▶ **Task details**
An exact copy of all the data below is needed.

-------- Given data

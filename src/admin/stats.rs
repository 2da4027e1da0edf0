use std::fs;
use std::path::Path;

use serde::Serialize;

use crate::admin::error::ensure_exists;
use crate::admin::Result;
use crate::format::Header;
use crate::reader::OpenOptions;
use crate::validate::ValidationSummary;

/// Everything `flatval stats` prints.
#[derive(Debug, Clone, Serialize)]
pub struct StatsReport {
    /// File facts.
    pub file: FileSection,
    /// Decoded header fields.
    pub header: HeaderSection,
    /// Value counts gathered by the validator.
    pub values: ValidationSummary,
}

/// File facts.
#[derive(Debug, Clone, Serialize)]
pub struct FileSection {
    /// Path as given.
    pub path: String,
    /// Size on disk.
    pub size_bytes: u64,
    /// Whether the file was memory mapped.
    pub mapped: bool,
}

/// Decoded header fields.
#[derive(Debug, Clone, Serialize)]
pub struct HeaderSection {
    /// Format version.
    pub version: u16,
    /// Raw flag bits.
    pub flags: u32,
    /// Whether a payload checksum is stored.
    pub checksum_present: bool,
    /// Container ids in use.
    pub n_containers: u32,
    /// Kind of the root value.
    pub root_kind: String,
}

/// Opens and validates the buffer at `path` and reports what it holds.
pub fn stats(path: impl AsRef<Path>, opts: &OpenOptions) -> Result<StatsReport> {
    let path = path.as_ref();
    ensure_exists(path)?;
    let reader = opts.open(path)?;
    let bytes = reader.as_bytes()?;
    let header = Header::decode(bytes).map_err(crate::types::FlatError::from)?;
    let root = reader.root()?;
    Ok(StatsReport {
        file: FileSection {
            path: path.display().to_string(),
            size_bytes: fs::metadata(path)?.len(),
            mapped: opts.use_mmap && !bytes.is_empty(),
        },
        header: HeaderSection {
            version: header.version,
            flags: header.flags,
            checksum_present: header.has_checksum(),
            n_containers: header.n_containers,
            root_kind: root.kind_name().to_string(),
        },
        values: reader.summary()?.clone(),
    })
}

----------------

▶ **Written answer**
filename src/admin/stats.rs
repository 2da4027e1da0edf0
use std::fs;
use std::path::Path;

use serde::Serialize;

use crate::admin::error::ensure_exists;
use crate::admin::Result;
use crate::format::Header;
use crate::reader::OpenOptions;
use crate::validate::ValidationSummary;

/// Everything `flatval stats` prints.
#[derive(Debug, Clone, Serialize)]
pub struct StatsReport {
    /// File facts.
    pub file: FileSection,
    /// Decoded header fields.
    pub header: HeaderSection,
    /// Value counts gathered by the validator.
    pub values: ValidationSummary,
}

/// File facts.
#[derive(Debug, Clone, Serialize)]
pub struct FileSection {
    /// Path as given.
    pub path: String,
    /// Size on disk.
    pub size_bytes: u64,
    /// Whether the file was memory mapped.
    pub mapped: bool,
}

/// Decoded header fields.
#[derive(Debug, Clone, Serialize)]
pub struct HeaderSection {
    /// Format version.
    pub version: u16,
    /// Raw flag bits.
    pub flags: u32,
    /// Whether a payload checksum is stored.
    pub checksum_present: bool,
    /// Container ids in use.
    pub n_containers: u32,
    /// Kind of the root value.
    pub root_kind: String,
}

/// Opens and validates the buffer at `path` and reports what it holds.
pub fn stats(path: impl AsRef<Path>, opts: &OpenOptions) -> Result<StatsReport> {
    let path = path.as_ref();
    ensure_exists(path)?;
    let reader = opts.open(path)?;
    let bytes = reader.as_bytes()?;
    let header = Header::decode(bytes).map_err(crate::types::FlatError::from)?;
    let root = reader.root()?;
    Ok(StatsReport {
        file: FileSection {
            path: path.display().to_string(),
            size_bytes: fs::metadata(path)?.len(),
            mapped: opts.use_mmap && !bytes.is_empty(),
        },
        header: HeaderSection {
            version: header.version,
            flags: header.flags,
            checksum_present: header.has_checksum(),
            n_containers: header.n_containers,
            root_kind: root.kind_name().to_string(),
        },
        values: reader.summary()?.clone(),
    })
}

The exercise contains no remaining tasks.